▶ **PROBLEM TO WORK ON**
Quote the whole listing verbatim.

%%

//! Configuration for a notebook session.

use serde::{Deserialize, Serialize};

/// Configuration options for a notebook.
///
/// ```ignore
/// let notebook = Notebook::new(Config::default().seed(42).default_sample_size(80))?;
/// ```
#[derive(Clone, Debug, PartialEq, Serialize, Deserialize)]
#[serde(default)]
pub struct Config {
    /// Sample size the input cell starts with.
    pub default_sample_size: i64,

    /// Slider lower bound.
    pub min_sample_size: i64,

    /// Slider upper bound.
    pub max_sample_size: i64,

    /// Slider step.
    pub step: i64,

    /// Seed for the noise source. Unseeded sessions draw fresh noise.
    #[serde(skip_serializing_if = "Option::is_none")]
    pub seed: Option<u64>,

    /// Show timing information for propagation passes.
    pub show_timings: bool,
}

impl Default for Config {
    fn default() -> Self {
        Self {
            default_sample_size: 50,
            min_sample_size: 10,
            max_sample_size: 200,
            step: 10,
            seed: None,
            show_timings: false,
        }
    }
}

impl Config {
    pub fn default_sample_size(mut self, size: i64) -> Self {
        self.default_sample_size = size;
        self
    }

    pub fn sample_range(mut self, min: i64, max: i64) -> Self {
        self.min_sample_size = min;
        self.max_sample_size = max;
        self
    }

    pub fn step(mut self, step: i64) -> Self {
        self.step = step;
        self
    }

    pub fn seed(mut self, seed: u64) -> Self {
        self.seed = Some(seed);
        self
    }

    pub fn show_timings(mut self, enabled: bool) -> Self {
        self.show_timings = enabled;
        self
    }

    /// Clamp `value` to the slider range and round it to the nearest step.
    pub fn snap(&self, value: i64) -> i64 {
        let (min, max) = self.bounds();
        let step = self.step.max(1);
        let clamped = value.clamp(min, max);
        let steps = (clamped - min + step / 2) / step;
        (min + steps * step).min(max)
    }

    /// One step above `value`, snapped.
    pub fn increase(&self, value: i64) -> i64 {
        self.snap(value.saturating_add(self.step.max(1)))
    }

    /// One step below `value`, snapped.
    pub fn decrease(&self, value: i64) -> i64 {
        self.snap(value.saturating_sub(self.step.max(1)))
    }

    fn bounds(&self) -> (i64, i64) {
        if self.min_sample_size <= self.max_sample_size {
            (self.min_sample_size, self.max_sample_size)
        } else {
            (self.max_sample_size, self.min_sample_size)
        }
    }
}

#[cfg(test)]
mod tests {
    use super::*;

    #[test]
    fn defaults_match_the_slider() {
        let config = Config::default();
        assert_eq!(config.default_sample_size, 50);
        assert_eq!((config.min_sample_size, config.max_sample_size), (10, 200));
        assert_eq!(config.step, 10);
        assert_eq!(config.seed, None);
    }

    #[test]
    fn snap_clamps_and_rounds() {
        let config = Config::default();
        assert_eq!(config.snap(0), 10);
        assert_eq!(config.snap(-40), 10);
        assert_eq!(config.snap(1000), 200);
        assert_eq!(config.snap(54), 50);
        assert_eq!(config.snap(55), 60);
        assert_eq!(config.snap(120), 120);
    }

    #[test]
    fn increase_and_decrease_stay_in_range() {
        let config = Config::default();
        assert_eq!(config.increase(50), 60);
        assert_eq!(config.increase(200), 200);
        assert_eq!(config.decrease(50), 40);
        assert_eq!(config.decrease(10), 10);
    }

    #[test]
    fn builder_methods_chain() {
        let config = Config::default()
            .default_sample_size(80)
            .sample_range(20, 100)
            .step(20)
            .seed(9)
            .show_timings(true);
        assert_eq!(config.default_sample_size, 80);
        assert_eq!(config.snap(150), 100);
        assert_eq!(config.snap(50), 60);
        assert_eq!(config.seed, Some(9));
        assert!(config.show_timings);
    }
}
//! Cellflow - a reactive notebook over a dependency graph of cells.
//!
//! A [`Notebook`] wires four cells onto a [`DependencyGraph`]:
//! the `sample_size` input, a synthetic `dataset`, its `statistics` and a
//! textual `report`. Setting the input recomputes exactly the cells that
//! depend on it, in dependency order, and commits the results only when the
//! whole pass succeeds.
//!
//! # Serialization
//!
//! Cell values are serialized with postcard. This means:
//! - Stored types must implement `Serialize`
//! - Loaded types must implement `DeserializeOwned`
//! - Reading a value as a different type than it was stored with is an error

#[macro_use]
mod macros;

pub mod config;
pub mod dataset;
pub mod errors;
pub mod graph;
pub mod notebook;
pub mod random;
pub mod report;
pub mod stats;
pub mod value;

pub use config::Config;
pub use dataset::{DataPoint, Dataset};
pub use errors::{DataError, Error, GraphError, Result, ValueError};
pub use graph::{CellStatus, DependencyGraph, PassReport};
pub use notebook::{Notebook, Snapshot};
pub use random::{FastRandSource, RandomSource, SharedSource};
pub use report::{CorrelationStrength, Report, SampleSize};
pub use serde;
pub use stats::{Correlation, LineFit, Statistics};
pub use value::{Inputs, StoredValue};
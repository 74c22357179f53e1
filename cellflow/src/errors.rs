pub type Result<T> = std::result::Result<T, Error>;

#[derive(Debug, thiserror::Error)]
pub enum Error {
    #[error(transparent)]
    Graph(#[from] GraphError),
    #[error(transparent)]
    Value(#[from] ValueError),
    #[error(transparent)]
    Data(#[from] DataError),
}

#[derive(Debug, thiserror::Error)]
pub enum GraphError {
    #[error("cell '{cell}' would create a dependency cycle: {}", path.join(" -> "))]
    Cycle { cell: String, path: Vec<String> },
    #[error("cell '{0}' is already registered")]
    DuplicateName(String),
    #[error("cell '{0}' has dependencies and cannot be set directly")]
    NotASourceCell(String),
    #[error("cell '{0}' has not been evaluated yet")]
    NotYetEvaluated(String),
    #[error("cell '{0}' is not registered")]
    UnknownCell(String),
    #[error("cell '{cell}' read '{dependency}', which it does not declare as a dependency")]
    UndeclaredDependency { cell: String, dependency: String },
    #[error("cell '{cell}' depends on '{dependency}', which is not registered")]
    MissingDependency { cell: String, dependency: String },
    #[error("cell '{cell}' failed to compute: {source}")]
    ComputeFailed {
        cell: String,
        #[source]
        source: Box<Error>,
    },
}

#[derive(Debug, thiserror::Error)]
pub enum ValueError {
    #[error("type mismatch for '{key}': expected '{expected}', found '{found}'")]
    TypeMismatch {
        key: String,
        expected: String,
        found: String,
    },
    #[error("failed to serialize '{key}': {message}")]
    Serialization { key: String, message: String },
    #[error("failed to deserialize '{key}': {message}")]
    Deserialization { key: String, message: String },
}

#[derive(Debug, thiserror::Error)]
pub enum DataError {
    #[error("sample count must be positive, got {0}")]
    InvalidCount(i64),
    #[error("cannot summarize an empty dataset")]
    EmptyDataset,
}

impl Error {
    /// Strips `ComputeFailed` wrappers and returns the error a cell body raised.
    pub fn root_cause(&self) -> &Error {
        match self {
            Error::Graph(GraphError::ComputeFailed { source, .. }) => source.root_cause(),
            other => other,
        }
    }
}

%%

▶ **RESPONSE TO THE TASK**
//! Configuration for a notebook session.

use serde::{Deserialize, Serialize};

/// Configuration options for a notebook.
///
/// ```ignore
/// let notebook = Notebook::new(Config::default().seed(42).default_sample_size(80))?;
/// ```
#[derive(Clone, Debug, PartialEq, Serialize, Deserialize)]
#[serde(default)]
pub struct Config {
    /// Sample size the input cell starts with.
    pub default_sample_size: i64,

    /// Slider lower bound.
    pub min_sample_size: i64,

    /// Slider upper bound.
    pub max_sample_size: i64,

    /// Slider step.
    pub step: i64,

    /// Seed for the noise source. Unseeded sessions draw fresh noise.
    #[serde(skip_serializing_if = "Option::is_none")]
    pub seed: Option<u64>,

    /// Show timing information for propagation passes.
    pub show_timings: bool,
}

impl Default for Config {
    fn default() -> Self {
        Self {
            default_sample_size: 50,
            min_sample_size: 10,
            max_sample_size: 200,
            step: 10,
            seed: None,
            show_timings: false,
        }
    }
}

impl Config {
    pub fn default_sample_size(mut self, size: i64) -> Self {
        self.default_sample_size = size;
        self
    }

    pub fn sample_range(mut self, min: i64, max: i64) -> Self {
        self.min_sample_size = min;
        self.max_sample_size = max;
        self
    }

    pub fn step(mut self, step: i64) -> Self {
        self.step = step;
        self
    }

    pub fn seed(mut self, seed: u64) -> Self {
        self.seed = Some(seed);
        self
    }

    pub fn show_timings(mut self, enabled: bool) -> Self {
        self.show_timings = enabled;
        self
    }

    /// Clamp `value` to the slider range and round it to the nearest step.
    pub fn snap(&self, value: i64) -> i64 {
        let (min, max) = self.bounds();
        let step = self.step.max(1);
        let clamped = value.clamp(min, max);
        let steps = (clamped - min + step / 2) / step;
        (min + steps * step).min(max)
    }

    /// One step above `value`, snapped.
    pub fn increase(&self, value: i64) -> i64 {
        self.snap(value.saturating_add(self.step.max(1)))
    }

    /// One step below `value`, snapped.
    pub fn decrease(&self, value: i64) -> i64 {
        self.snap(value.saturating_sub(self.step.max(1)))
    }

    fn bounds(&self) -> (i64, i64) {
        if self.min_sample_size <= self.max_sample_size {
            (self.min_sample_size, self.max_sample_size)
        } else {
            (self.max_sample_size, self.min_sample_size)
        }
    }
}

#[cfg(test)]
mod tests {
    use super::*;

    #[test]
    fn defaults_match_the_slider() {
        let config = Config::default();
        assert_eq!(config.default_sample_size, 50);
        assert_eq!((config.min_sample_size, config.max_sample_size), (10, 200));
        assert_eq!(config.step, 10);
        assert_eq!(config.seed, None);
    }

    #[test]
    fn snap_clamps_and_rounds() {
        let config = Config::default();
        assert_eq!(config.snap(0), 10);
        assert_eq!(config.snap(-40), 10);
        assert_eq!(config.snap(1000), 200);
        assert_eq!(config.snap(54), 50);
        assert_eq!(config.snap(55), 60);
        assert_eq!(config.snap(120), 120);
    }

    #[test]
    fn increase_and_decrease_stay_in_range() {
        let config = Config::default();
        assert_eq!(config.increase(50), 60);
        assert_eq!(config.increase(200), 200);
        assert_eq!(config.decrease(50), 40);
        assert_eq!(config.decrease(10), 10);
    }

    #[test]
    fn builder_methods_chain() {
        let config = Config::default()
            .default_sample_size(80)
            .sample_range(20, 100)
            .step(20)
            .seed(9)
            .show_timings(true);
        assert_eq!(config.default_sample_size, 80);
        assert_eq!(config.snap(150), 100);
        assert_eq!(config.snap(50), 60);
        assert_eq!(config.seed, Some(9));
        assert!(config.show_timings);
    }
}
//! Cellflow - a reactive notebook over a dependency graph of cells.
//!
//! A [`Notebook`] wires four cells onto a [`DependencyGraph`]:
//! the `sample_size` input, a synthetic `dataset`, its `statistics` and a
//! textual `report`. Setting the input recomputes exactly the cells that
//! depend on it, in dependency order, and commits the results only when the
//! whole pass succeeds.
//!
//! # Serialization
//!
//! Cell values are serialized with postcard. This means:
//! - Stored types must implement `Serialize`
//! - Loaded types must implement `DeserializeOwned`
//! - Reading a value as a different type than it was stored with is an error

#[macro_use]
mod macros;

pub mod config;
pub mod dataset;
pub mod errors;
pub mod graph;
pub mod notebook;
pub mod random;
pub mod report;
pub mod stats;
pub mod value;

pub use config::Config;
pub use dataset::{DataPoint, Dataset};
pub use errors::{DataError, Error, GraphError, Result, ValueError};
pub use graph::{CellStatus, DependencyGraph, PassReport};
pub use notebook::{Notebook, Snapshot};
pub use random::{FastRandSource, RandomSource, SharedSource};
pub use report::{CorrelationStrength, Report, SampleSize};
pub use serde;
pub use stats::{Correlation, LineFit, Statistics};
pub use value::{Inputs, StoredValue};
repository 74c22357179f53e1
filename cellflow/src/errors.rs
pub type Result<T> = std::result::Result<T, Error>;

#[derive(Debug, thiserror::Error)]
pub enum Error {
    #[error(transparent)]
    Graph(#[from] GraphError),
    #[error(transparent)]
    Value(#[from] ValueError),
    #[error(transparent)]
    Data(#[from] DataError),
}

#[derive(Debug, thiserror::Error)]
pub enum GraphError {
    #[error("cell '{cell}' would create a dependency cycle: {}", path.join(" -> "))]
    Cycle { cell: String, path: Vec<String> },
    #[error("cell '{0}' is already registered")]
    DuplicateName(String),
    #[error("cell '{0}' has dependencies and cannot be set directly")]
    NotASourceCell(String),
    #[error("cell '{0}' has not been evaluated yet")]
    NotYetEvaluated(String),
    #[error("cell '{0}' is not registered")]
    UnknownCell(String),
    #[error("cell '{cell}' read '{dependency}', which it does not declare as a dependency")]
    UndeclaredDependency { cell: String, dependency: String },
    #[error("cell '{cell}' depends on '{dependency}', which is not registered")]
    MissingDependency { cell: String, dependency: String },
    #[error("cell '{cell}' failed to compute: {source}")]
    ComputeFailed {
        cell: String,
        #[source]
        source: Box<Error>,
    },
}

#[derive(Debug, thiserror::Error)]
pub enum ValueError {
    #[error("type mismatch for '{key}': expected '{expected}', found '{found}'")]
    TypeMismatch {
        key: String,
        expected: String,
        found: String,
    },
    #[error("failed to serialize '{key}': {message}")]
    Serialization { key: String, message: String },
    #[error("failed to deserialize '{key}': {message}")]
    Deserialization { key: String, message: String },
}

#[derive(Debug, thiserror::Error)]
pub enum DataError {
    #[error("sample count must be positive, got {0}")]
    InvalidCount(i64),
    #[error("cannot summarize an empty dataset")]
    EmptyDataset,
}

impl Error {
    /// Strips `ComputeFailed` wrappers and returns the error a cell body raised.
    pub fn root_cause(&self) -> &Error {
        match self {
            Error::Graph(GraphError::ComputeFailed { source, .. }) => source.root_cause(),
            other => other,
        }
    }
}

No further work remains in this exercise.